So who knew a DVR could cut off *6* times in the course of 1 single movie? Add in two potty breaks and it’s amazing I retained any of the movie at all. That’s okay. It was clearly a filler movie where they needed all these huge things to happen so the next movie starts off with a bang.
Or that’s my secret wish, anyway. I have stayed away from spoilers, reviews and anything of the like. So, I’m an open mind. lol But seriously, how could they possibly end with three major characters dead, Magneto’s powers stolen, Mystique not blue and Rogue powerless before she’s even met Miss Marvel? Not possible.
So, filler. But, why did they need it? They had excellent potential with Jean all Dark Pheonix and Logan and Scott in love with her. The cure angle was interesting, though I wonder how the little boy is assimilating into life at school when no one around him can use their powers. That’s gotta create friction.
I sound as if I’ve got all kinds of free time to wonder these things. Actually, I’m taking a break.
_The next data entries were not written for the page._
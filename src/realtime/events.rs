use serde::Deserialize;
use uuid::Uuid;

use crate::cache::QueryCache;
use crate::hooks::keys::{self, APPLICANTS, CANDIDATE_DASHBOARD, CANDIDATE_TASKS, MY_APPLICATIONS, NOTIFICATIONS};

/// Server push message, tagged by `type`
#[derive(Debug, Clone, PartialEq, Eq, Deserialize)]
#[serde(tag = "type", rename_all = "snake_case")]
pub enum NotificationEvent {
    NotificationCreated { notification_id: Uuid },
    NotificationRead { notification_id: Uuid },
    ApplicationUpdated { application_id: Uuid },
    TaskUpdated { application_id: Uuid },
}

impl NotificationEvent {
    pub fn parse(text: &str) -> Result<Self, serde_json::Error> {
        serde_json::from_str(text)
    }
}

/// Mark the queries an event makes outdated as stale; returns entries marked
pub async fn apply_event(cache: &QueryCache, event: &NotificationEvent) -> usize {
    let prefixes = match event {
        NotificationEvent::NotificationCreated { .. } | NotificationEvent::NotificationRead { .. } => {
            vec![keys::all(NOTIFICATIONS)]
        }
        NotificationEvent::ApplicationUpdated { .. } => vec![
            keys::all(NOTIFICATIONS),
            keys::all(MY_APPLICATIONS),
            keys::all(APPLICANTS),
            keys::all(CANDIDATE_DASHBOARD),
        ],
        NotificationEvent::TaskUpdated { application_id } => vec![
            keys::all(NOTIFICATIONS),
            keys::scoped(CANDIDATE_TASKS, *application_id),
        ],
    };

    let mut marked = 0;
    for prefix in &prefixes {
        marked += cache.invalidate(prefix).await;
    }
    marked
}
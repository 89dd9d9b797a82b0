//! Backend API access: envelope decoding, transport and outbound throttling

pub mod client;
pub mod envelope;
pub mod rate_limiter;

pub use client::{ApiClient, ApiRequest, HttpTransport, RawResponse, Transport};
pub use envelope::{decode, Envelope, ListPayload};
I woke up at 3:30 am and worked for four hours until it was time to get my kid to school. Thus, break time for me now.
I’ve been thinking a lot about will power and goals lately. When I first started writing, I heard all the admonishments to forget the laundry and dishes and WRITE. Yeah, that didn’t work. Tried it, though. The problem wasn’t finding time to write, it was using the time I had. It was actually typing something other than emails and staring blankly at a screen that I needed to work on.
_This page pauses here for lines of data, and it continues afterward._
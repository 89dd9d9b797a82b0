use serde::de::DeserializeOwned;
use serde::Serialize;
use std::future::Future;
use tokio::sync::watch;
use tracing::debug;
use uuid::Uuid;

use super::keys::{self, *};
use super::query::{run_query, watch_query, Mutation};
use super::state::QueryState;
use crate::cache::QueryCache;
use crate::errors::RequestFailed;
use crate::models::notification::unread_count;
use crate::models::{
    AccountSettings, Application, ApplicationStatus, CandidateDashboard, CandidateProfile,
    CandidateTask, ContentRequest, Course, GeneratedContent, HiredCandidate, Internship,
    InternshipFilter, InternshipUpdate, NewApplication, NewInternship, NewTask, Notification,
    NotificationSettings, OfferDecision, PasswordChange, TaskStatus, Unit, UnitDashboard,
    UnitUpdate,
};
use crate::services::Services;
use crate::session::{Role, SessionProvider};
use crate::stores::SelectionStore;

/// Every query and mutation the dashboards use
#[derive(Clone)]
pub struct Hooks {
    services: Services,
    cache: QueryCache,
    session: SessionProvider,
    selection: SelectionStore,
}

impl Hooks {
    pub fn new(
        services: Services,
        cache: QueryCache,
        session: SessionProvider,
        selection: SelectionStore,
    ) -> Self {
        Self {
            services,
            cache,
            session,
            selection,
        }
    }

    pub fn services(&self) -> &Services {
        &self.services
    }

    pub fn cache(&self) -> &QueryCache {
        &self.cache
    }

    pub fn session(&self) -> &SessionProvider {
        &self.session
    }

    pub fn selection(&self) -> &SelectionStore {
        &self.selection
    }

    /// End the session and drop everything cached or selected under it
    pub async fn sign_out(&self) {
        self.session.sign_out();
        self.selection.clear();
        self.cache.clear().await;
    }

    /// Query scoped to one id; disabled while the id is missing
    async fn scoped<T, F, Fut>(&self, name: &str, id: Option<Uuid>, fetcher: F) -> QueryState<T>
    where
        T: Serialize + DeserializeOwned,
        F: FnOnce(Uuid) -> Fut,
        Fut: Future<Output = Result<T, RequestFailed>>,
    {
        match id {
            Some(id) => run_query(&self.cache, keys::scoped(name, id), true, || fetcher(id)).await,
            None => {
                debug!(query = name, "Required parameter missing, query disabled");
                QueryState::idle()
            }
        }
    }

    fn user_with_role(&self, role: Role) -> Option<Uuid> {
        self.session
            .current()
            .filter(|session| session.role == role)
            .map(|session| session.user_id)
    }

    // Queries

    pub async fn internships(&self, filter: &InternshipFilter) -> QueryState<Vec<Internship>> {
        run_query(&self.cache, keys::internships(filter), true, || {
            self.services.internships.list(filter)
        })
        .await
    }

    pub async fn internship(&self, id: Option<Uuid>) -> QueryState<Internship> {
        self.scoped(INTERNSHIP, id, |id| self.services.internships.get(id))
            .await
    }

    pub async fn selected_internship(&self) -> QueryState<Internship> {
        self.internship(self.selection.current().internship_id).await
    }

    pub async fn unit_internships(&self, unit_id: Option<Uuid>) -> QueryState<Vec<Internship>> {
        self.scoped(UNIT_INTERNSHIPS, unit_id, |id| {
            self.services.internships.list_for_unit(id)
        })
        .await
    }

    pub async fn applicants(&self, internship_id: Option<Uuid>) -> QueryState<Vec<Application>> {
        self.scoped(APPLICANTS, internship_id, |id| {
            self.services.applications.list_for_internship(id)
        })
        .await
    }

    pub async fn selected_applicants(&self) -> QueryState<Vec<Application>> {
        self.applicants(self.selection.current().internship_id).await
    }

    pub async fn my_applications(&self) -> QueryState<Vec<Application>> {
        self.scoped(MY_APPLICATIONS, self.session.user_id(), |_| {
            self.services.applications.list_mine()
        })
        .await
    }

    pub async fn candidate_tasks(&self, application_id: Option<Uuid>) -> QueryState<Vec<CandidateTask>> {
        self.scoped(CANDIDATE_TASKS, application_id, |id| {
            self.services.tasks.list_for_application(id)
        })
        .await
    }

    pub async fn selected_candidate_tasks(&self) -> QueryState<Vec<CandidateTask>> {
        self.candidate_tasks(self.selection.current().application_id)
            .await
    }

    pub async fn notifications(&self) -> QueryState<Vec<Notification>> {
        self.scoped(NOTIFICATIONS, self.session.user_id(), |_| {
            self.services.notifications.list()
        })
        .await
    }

    pub async fn unread_notification_count(&self) -> QueryState<usize> {
        self.notifications()
            .await
            .map(|notifications| unread_count(&notifications))
    }

    /// Notifications resolved in the background, for observers that render
    /// the loading state
    pub fn watch_notifications(&self) -> watch::Receiver<QueryState<Vec<Notification>>> {
        let user_id = self.session.user_id();
        let key = keys::scoped(NOTIFICATIONS, user_id.unwrap_or_default());
        let service = self.services.notifications.clone();

        watch_query(self.cache.clone(), key, user_id.is_some(), move || async move {
            service.list().await
        })
    }

    pub async fn courses(&self) -> QueryState<Vec<Course>> {
        run_query(&self.cache, keys::all(COURSES), true, || {
            self.services.courses.list()
        })
        .await
    }

    pub async fn units(&self) -> QueryState<Vec<Unit>> {
        run_query(&self.cache, keys::all(UNITS), true, || self.services.units.list())
            .await
    }

    pub async fn unit(&self, unit_id: Option<Uuid>) -> QueryState<Unit> {
        self.scoped(UNIT, unit_id, |id| self.services.units.get(id)).await
    }

    pub async fn settings(&self) -> QueryState<AccountSettings> {
        self.scoped(SETTINGS, self.session.user_id(), |_| {
            self.services.settings.get()
        })
        .await
    }

    pub async fn hired_candidates(&self, unit_id: Option<Uuid>) -> QueryState<Vec<HiredCandidate>> {
        self.scoped(HIRED_CANDIDATES, unit_id, |id| {
            self.services.hired_candidates.list_for_unit(id)
        })
        .await
    }

    pub async fn candidate_profile(&self, candidate_id: Option<Uuid>) -> QueryState<CandidateProfile> {
        self.scoped(CANDIDATE_PROFILE, candidate_id, |id| {
            self.services.candidates.profile(id)
        })
        .await
    }

    /// Enabled only for a signed-in candidate
    pub async fn candidate_dashboard(&self) -> QueryState<CandidateDashboard> {
        self.scoped(CANDIDATE_DASHBOARD, self.user_with_role(Role::Candidate), |id| {
            self.services.dashboard.candidate(id)
        })
        .await
    }

    /// Enabled only for a signed-in unit
    pub async fn unit_dashboard(&self) -> QueryState<UnitDashboard> {
        self.scoped(UNIT_DASHBOARD, self.user_with_role(Role::Unit), |id| {
            self.services.dashboard.unit(id)
        })
        .await
    }

    // Mutations

    pub async fn create_internship(&self, internship: &NewInternship) -> Result<Internship, RequestFailed> {
        Mutation::new(&self.cache)
            .invalidates(all(INTERNSHIPS))
            .invalidates(all(UNIT_INTERNSHIPS))
            .invalidates(all(UNIT_DASHBOARD))
            .run(self.services.internships.create(internship))
            .await
    }

    pub async fn update_internship(
        &self,
        id: Uuid,
        update: &InternshipUpdate,
    ) -> Result<Internship, RequestFailed> {
        Mutation::new(&self.cache)
            .invalidates(all(INTERNSHIPS))
            .invalidates(scoped(INTERNSHIP, id))
            .invalidates(all(UNIT_INTERNSHIPS))
            .run(self.services.internships.update(id, update))
            .await
    }

    pub async fn delete_internship(&self, id: Uuid) -> Result<(), RequestFailed> {
        Mutation::new(&self.cache)
            .invalidates(all(INTERNSHIPS))
            .invalidates(scoped(INTERNSHIP, id))
            .invalidates(all(UNIT_INTERNSHIPS))
            .invalidates(all(UNIT_DASHBOARD))
            .run(self.services.internships.delete(id))
            .await?;

        if self.selection.current().internship_id == Some(id) {
            self.selection.select_internship(None);
        }
        Ok(())
    }

    pub async fn apply(&self, application: &NewApplication) -> Result<Application, RequestFailed> {
        Mutation::new(&self.cache)
            .invalidates(all(MY_APPLICATIONS))
            .invalidates(scoped(APPLICANTS, application.internship_id))
            .invalidates(all(CANDIDATE_DASHBOARD))
            .run(self.services.applications.apply(application))
            .await
    }

    pub async fn update_application_status(
        &self,
        id: Uuid,
        status: ApplicationStatus,
    ) -> Result<Application, RequestFailed> {
        Mutation::new(&self.cache)
            .invalidates(all(APPLICANTS))
            .invalidates(all(HIRED_CANDIDATES))
            .invalidates(all(UNIT_DASHBOARD))
            .run(self.services.applications.update_status(id, status))
            .await
    }

    pub async fn update_offer_decision(
        &self,
        id: Uuid,
        decision: OfferDecision,
    ) -> Result<Application, RequestFailed> {
        Mutation::new(&self.cache)
            .invalidates(all(MY_APPLICATIONS))
            .invalidates(all(APPLICANTS))
            .invalidates(all(HIRED_CANDIDATES))
            .invalidates(all(CANDIDATE_DASHBOARD))
            .run(self.services.applications.update_offer_decision(id, decision))
            .await
    }

    pub async fn withdraw_application(&self, id: Uuid) -> Result<(), RequestFailed> {
        Mutation::new(&self.cache)
            .invalidates(all(MY_APPLICATIONS))
            .invalidates(all(APPLICANTS))
            .invalidates(all(CANDIDATE_DASHBOARD))
            .run(self.services.applications.withdraw(id))
            .await
    }

    pub async fn create_task(
        &self,
        application_id: Uuid,
        task: &NewTask,
    ) -> Result<CandidateTask, RequestFailed> {
        Mutation::new(&self.cache)
            .invalidates(scoped(CANDIDATE_TASKS, application_id))
            .invalidates(all(CANDIDATE_DASHBOARD))
            .run(self.services.tasks.create(application_id, task))
            .await
    }

    pub async fn update_task_status(
        &self,
        application_id: Uuid,
        task_id: Uuid,
        status: TaskStatus,
    ) -> Result<CandidateTask, RequestFailed> {
        Mutation::new(&self.cache)
            .invalidates(scoped(CANDIDATE_TASKS, application_id))
            .invalidates(all(CANDIDATE_DASHBOARD))
            .run(self.services.tasks.update_status(task_id, status))
            .await
    }

    pub async fn delete_task(&self, application_id: Uuid, task_id: Uuid) -> Result<(), RequestFailed> {
        Mutation::new(&self.cache)
            .invalidates(scoped(CANDIDATE_TASKS, application_id))
            .invalidates(all(CANDIDATE_DASHBOARD))
            .run(self.services.tasks.delete(task_id))
            .await
    }

    pub async fn mark_notification_read(&self, id: Uuid) -> Result<(), RequestFailed> {
        Mutation::new(&self.cache)
            .invalidates(all(NOTIFICATIONS))
            .run(self.services.notifications.mark_read(id))
            .await
    }

    pub async fn mark_all_notifications_read(&self) -> Result<(), RequestFailed> {
        Mutation::new(&self.cache)
            .invalidates(all(NOTIFICATIONS))
            .run(self.services.notifications.mark_all_read())
            .await
    }

    pub async fn clear_notifications(&self) -> Result<(), RequestFailed> {
        Mutation::new(&self.cache)
            .invalidates(all(NOTIFICATIONS))
            .run(self.services.notifications.clear_all())
            .await
    }

    pub async fn update_notification_settings(
        &self,
        settings: &NotificationSettings,
    ) -> Result<NotificationSettings, RequestFailed> {
        Mutation::new(&self.cache)
            .invalidates(all(SETTINGS))
            .run(self.services.settings.update_notifications(settings))
            .await
    }

    pub async fn change_password(&self, change: &PasswordChange) -> Result<(), RequestFailed> {
        Mutation::new(&self.cache)
            .run(self.services.settings.change_password(change))
            .await
    }

    pub async fn update_unit(&self, id: Uuid, update: &UnitUpdate) -> Result<Unit, RequestFailed> {
        Mutation::new(&self.cache)
            .invalidates(all(UNITS))
            .invalidates(scoped(UNIT, id))
            .run(self.services.units.update(id, update))
            .await
    }

    pub async fn update_profile(
        &self,
        candidate_id: Uuid,
        profile: &CandidateProfile,
    ) -> Result<CandidateProfile, RequestFailed> {
        Mutation::new(&self.cache)
            .invalidates(scoped(CANDIDATE_PROFILE, candidate_id))
            .run(self.services.candidates.update_profile(candidate_id, profile))
            .await
    }

    pub async fn generate_description(&self, request: &ContentRequest) -> Result<GeneratedContent, RequestFailed> {
        Mutation::new(&self.cache)
            .run(self.services.ai_content.generate_description(request))
            .await
    }

    pub async fn generate_cover_letter(&self, request: &ContentRequest) -> Result<GeneratedContent, RequestFailed> {
        Mutation::new(&self.cache)
            .run(self.services.ai_content.generate_cover_letter(request))
            .await
    }
}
A few years passed where I took writing workshops, read writing books and emails, analyzed every episode of Buffy the Vampire Slayer and somehow managed to write a manuscript. Very slow progress, though, especially when my obsessive-compulsive side would look at other writers turning out four manuscripts a year and here I was struggling over fifteen pages a week.
Somehow, somewhere between that time and now, I sit on my laptop for hours a day doing something writing related, but mostly actually writing. I get up at 3 in the morning, or go to bed at 3, depends on the day and our schedule. I read research books in the van as I wait for Craig to run in and out of places and when I need a break…
I play Sims 2. I create characters, name them, analyze their physical characteristics, put my author logo on cool black workout outfits, create bios and neighborhoods…like the neighborhood that currently houses my series. I built the main buildings for the first 3 books and if my laptop were a little faster I’d do more.
It was such a slow, gradual shift of focus that brought me to the point I’m at. And many days, it took one word at a time.
And my therapists wonder why I’m not selfish with my therapy. Because I’m selfish with my writing. Maybe in a few years, I’ll be really dedicated to working out. Or not. Maybe I’ll just watch my sims do it.